I ran away again. The supplementary paper for the subject I thought I’m good at. Ha. I’m really a coward. Keep on running away. I ran away from NAFA. ‘Cos I couldn’t stand myself not being as talented as the others.
I hated myself.
Someone told me before, I was irresponsible and think that things is simple.
Yea. To me, things is just either A, or B not A or B then it’ll just be C. Things just wouldn’t shape into a D or E. Oh c’mon.. LIfe is like an equation. Just know the right set of formulas and apply them respectively. How hard can it be? Applied the wrong one? You’ve learnt a lesson, then try the next formula. Just keep on trying till you get it right.
But how many chances are to give before you even got them right in time?
I recently been to an interview. It’s a big respectable firm in Singapore.
I got trashed badly. Reality hit me real bad. You just hoped you died there, than living through it. Got humiliated. But, I’ve learnt big from there. Despite it hurts.
People just love to be picky. They sculptured a certain expectation. You happen to qualify them. They started digging the dirt and throw them at ya. Right at your face.
My dirt happens to be my cowardice and my O’s. I thought by holding at least half a Diploma and with an experience of servicing customers, it’ll be an advantage.

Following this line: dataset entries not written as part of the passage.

use std::fmt;
use thiserror::Error;

#[derive(Debug, Error)]
pub enum Error {
    #[error("Store unavailable: {0}")]
    StoreUnavailable(String),

    #[error("Migration error: {0}")]
    Migration(String),

    #[error("HTTP error: {0}")]
    Http(#[from] reqwest::Error),

    #[error("{service} API failure{}: {message}", .status.map(|s| format!(" ({s})")).unwrap_or_default())]
    RemoteApi {
        service: &'static str,
        status: Option<u16>,
        message: String,
    },

    #[error("Crypto failure: {0}")]
    Crypto(String),

    #[error("Configuration error: {0}")]
    Config(String),

    #[error("Not found: {0}")]
    NotFound(String),

    #[error("{0}")]
    Other(String),
}

impl Error {
    /// Malformed or unexpected response body from a remote service.
    pub fn malformed(service: &'static str, message: impl Into<String>) -> Self {
        Error::RemoteApi {
            service,
            status: None,
            message: message.into(),
        }
    }
}

impl From<rusqlite::Error> for Error {
    fn from(e: rusqlite::Error) -> Self {
        Error::StoreUnavailable(e.to_string())
    }
}

impl From<rusqlite_migration::Error> for Error {
    fn from(e: rusqlite_migration::Error) -> Self {
        Error::Migration(e.to_string())
    }
}

impl<E: fmt::Display> From<tokio_rusqlite::Error<E>> for Error {
    fn from(e: tokio_rusqlite::Error<E>) -> Self {
        Error::StoreUnavailable(e.to_string())
    }
}

impl From<serde_json::Error> for Error {
    fn from(e: serde_json::Error) -> Self {
        Error::Other(format!("JSON error: {e}"))
    }
}

pub type Result<T> = std::result::Result<T, Error>;
use chrono::{Duration, NaiveDate};

/// Date format used for analytics query parameters and cache keys.
pub const YMD: &str = "%Y-%m-%d";

/// Inclusive `[today - days, today]` range.
pub fn trailing_range(today: NaiveDate, days: i64) -> (NaiveDate, NaiveDate) {
    (today - Duration::days(days), today)
}

pub fn format_ymd(d: NaiveDate) -> String {
    d.format(YMD).to_string()
}

pub fn parse_ymd(s: &str) -> Option<NaiveDate> {
    NaiveDate::parse_from_str(s, YMD).ok()
}
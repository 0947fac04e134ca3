use async_trait::async_trait;
use chrono::{DateTime, Local};

use crate::error::Result;

/// What failed, handed to an [`AlertNotifier`].
#[derive(Debug, Clone)]
pub struct FailureContext {
    pub operation: String,
    pub message: String,
    pub occurred_at: DateTime<Local>,
}

impl FailureContext {
    pub fn new(operation: impl Into<String>, message: impl Into<String>) -> Self {
        Self {
            operation: operation.into(),
            message: message.into(),
            occurred_at: Local::now(),
        }
    }
}

/// Pluggable alert sink for failed runs.
#[async_trait]
pub trait AlertNotifier: Send + Sync {
    async fn notify(&self, failure: &FailureContext) -> Result<()>;
}

/// Writes alerts to the error log.
pub struct LogNotifier;

#[async_trait]
impl AlertNotifier for LogNotifier {
    async fn notify(&self, failure: &FailureContext) -> Result<()> {
        log::error!(
            "ALERT [{}] {} failed: {}",
            failure.occurred_at.to_rfc3339(),
            failure.operation,
            failure.message
        );
        Ok(())
    }
}

/// Drops alerts.
pub struct NoopNotifier;

#[async_trait]
impl AlertNotifier for NoopNotifier {
    async fn notify(&self, _failure: &FailureContext) -> Result<()> {
        Ok(())
    }
}

#[cfg(test)]
mod tests {
    use super::*;

    #[tokio::test]
    async fn test_builtin_notifiers_accept_alerts() {
        let failure = FailureContext::new("generate_insights", "completion API failure (500): boom");
        assert_eq!(failure.operation, "generate_insights");
        assert!(LogNotifier.notify(&failure).await.is_ok());
        assert!(NoopNotifier.notify(&failure).await.is_ok());
    }
}
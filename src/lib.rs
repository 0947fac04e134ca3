pub mod alert;
pub mod analytics;
pub mod config;
pub mod crypto;
pub mod date_util;
pub mod error;
pub mod feedback;
pub mod llm;
pub mod load;
pub mod monitor;
pub mod report;
pub mod storage;

#[cfg(test)]
mod test_server;

use chrono::NaiveDate;
use serde::Serialize;

pub use alert::{AlertNotifier, FailureContext, LogNotifier, NoopNotifier};
pub use analytics::{AnalyticsRecord, AnalyticsSource, AnalyticsWindow, GoogleAnalyticsClient, Row};
pub use config::{Credentials, Settings};
pub use error::{Error, Result};
pub use llm::{CompletionClient, CompletionRequest, OpenAiCompletions};
pub use load::{HttpLoadProbe, LoadDecision, LoadProbe};
pub use monitor::PerformanceReport;
pub use storage::Database;

use llm::insights;
use monitor::Stopwatch;

/// Prompt used by the unattended entry points (guarded, monitored and
/// load-gated runs).
pub const DEFAULT_PROMPT: &str = "Test Prompt";

/// Suggestions produced by one full run.
#[derive(Debug, Clone, PartialEq, Serialize)]
pub struct InsightReport {
    pub ideas: Vec<String>,
    pub reused_content: Vec<String>,
}

impl InsightReport {
    /// Console listing of both suggestion lists.
    pub fn render(&self) -> String {
        let mut out = String::from("Here are some ideas based on the social media data:\n");
        for idea in &self.ideas {
            out.push_str(&format!("- {idea}\n"));
        }
        out.push_str("\nHere is some reused content:\n");
        for content in &self.reused_content {
            out.push_str(&format!("- {content}\n"));
        }
        out
    }
}

/// Main entry point: analytics caching, insight generation and the
/// standalone utilities that share the store.
pub struct SocialAI {
    db: Database,
    analytics: Box<dyn AnalyticsSource>,
    completions: Box<dyn CompletionClient>,
    notifier: Box<dyn AlertNotifier>,
    today: Option<NaiveDate>,
}

impl SocialAI {
    pub fn new(
        db: Database,
        analytics: Box<dyn AnalyticsSource>,
        completions: Box<dyn CompletionClient>,
    ) -> Self {
        Self {
            db,
            analytics,
            completions,
            notifier: Box::new(LogNotifier),
            today: None,
        }
    }

    /// Build the live HTTP clients from credentials and stored settings.
    pub async fn from_config(db: Database, credentials: Credentials) -> Result<Self> {
        let settings = Settings::load(&db).await?;
        let analytics = GoogleAnalyticsClient::new(
            settings.analytics_url,
            settings.analytics_view_id,
            credentials.analytics_token,
        );
        let completions = OpenAiCompletions::new(settings.completion_url, credentials.completion_api_key)
            .with_model(settings.completion_model);
        Ok(Self::new(db, Box::new(analytics), Box::new(completions)))
    }

    pub fn with_notifier(mut self, notifier: Box<dyn AlertNotifier>) -> Self {
        self.notifier = notifier;
        self
    }

    /// Pin "today" instead of reading the local clock.
    pub fn with_fixed_date(mut self, today: NaiveDate) -> Self {
        self.today = Some(today);
        self
    }

    /// Access the database (for direct queries in the CLI).
    pub fn db(&self) -> &Database {
        &self.db
    }

    pub fn today(&self) -> NaiveDate {
        self.today
            .unwrap_or_else(|| chrono::Local::now().date_naive())
    }

    // ── Analytics and insights ─────────────────────────────────────

    pub async fn retrieve_window_data(&self) -> Result<Vec<Row>> {
        analytics::retrieve_window_data(&self.db, self.analytics.as_ref(), self.today()).await
    }

    pub async fn analyze_trends_and_patterns(&self) -> Result<Vec<String>> {
        insights::analyze_trends_and_patterns(
            &self.db,
            self.analytics.as_ref(),
            self.completions.as_ref(),
            self.today(),
        )
        .await
    }

    pub async fn repurpose_existing_content(&self) -> Result<Vec<String>> {
        insights::repurpose_existing_content(
            &self.db,
            self.analytics.as_ref(),
            self.completions.as_ref(),
            self.today(),
        )
        .await
    }

    /// Fetch (or reuse) the window's data, then ask for trends and for
    /// repurposing ideas.
    ///
    /// `prompt` is accepted for callers but not sent; both completions use
    /// their own fixed prompts.
    pub async fn generate_insights(&self, prompt: &str) -> Result<InsightReport> {
        log::debug!("Generating insights (caller prompt '{prompt}' is not forwarded)");
        self.retrieve_window_data().await?;
        let ideas = self.analyze_trends_and_patterns().await?;
        let reused_content = self.repurpose_existing_content().await?;
        Ok(InsightReport {
            ideas,
            reused_content,
        })
    }

    /// Run [`Self::generate_insights`], logging and alerting on failure
    /// instead of returning the error.
    pub async fn run_guarded(&self, prompt: &str) -> Option<InsightReport> {
        match self.generate_insights(prompt).await {
            Ok(report) => Some(report),
            Err(e) => {
                log::error!("Insight run failed: {e}");
                let failure = FailureContext::new("generate_insights", e.to_string());
                if let Err(alert_err) = self.notifier.notify(&failure).await {
                    log::warn!("Failed to send alert: {alert_err}");
                }
                None
            }
        }
    }

    /// Full run bracketed by timestamped debug log lines.
    pub async fn log_requests_responses(&self, prompt: &str) -> Result<InsightReport> {
        log::debug!("Request made at {}", chrono::Local::now());
        let result = self.generate_insights(prompt).await;
        log::debug!("Response received at {}", chrono::Local::now());
        result
    }

    /// Time one full run. The run's own error, if any, is returned alongside.
    pub async fn monitor_performance(
        &self,
        prompt: &str,
    ) -> (PerformanceReport, Result<InsightReport>) {
        let watch = Stopwatch::start();
        let result = self.generate_insights(prompt).await;
        let report = watch.finish(result.is_ok());
        log::info!("{report}");
        (report, result)
    }

    // ── Utilities ──────────────────────────────────────────────────

    pub async fn record_feedback(&self, feedback: &str) -> Result<()> {
        feedback::record_feedback(&self.db, feedback).await
    }

    pub async fn generate_report(&self, drop_incomplete: bool) -> Result<String> {
        report::generate_report(&self.db, drop_incomplete).await
    }

    /// Run [`Self::generate_insights`] only when the probe reports at most
    /// `threshold` pending items.
    pub async fn balance_load(
        &self,
        probe: &dyn LoadProbe,
        threshold: usize,
    ) -> Result<(LoadDecision, Option<InsightReport>)> {
        let pending = probe.pending_items().await?;
        if !load::should_run(pending, threshold) {
            log::info!("Skipping run: {pending} pending items exceeds threshold {threshold}");
            return Ok((LoadDecision::Skipped { pending }, None));
        }
        let report = self.generate_insights(DEFAULT_PROMPT).await?;
        Ok((LoadDecision::Ran { pending }, Some(report)))
    }
}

DEH .. WRONG.
So, I’ve made up my mind. I decided to resit my O’s. No more being a coward.
Hopefully, this would turn out well…
I won’t bury my mistakes under the carpet. Having to learn my mistakes, and improved not just the situation but also, on the whole, improved myself as a person, is a satisfaction growth of maturity.
By posting this here, I’ve already taken my first step.
Have you?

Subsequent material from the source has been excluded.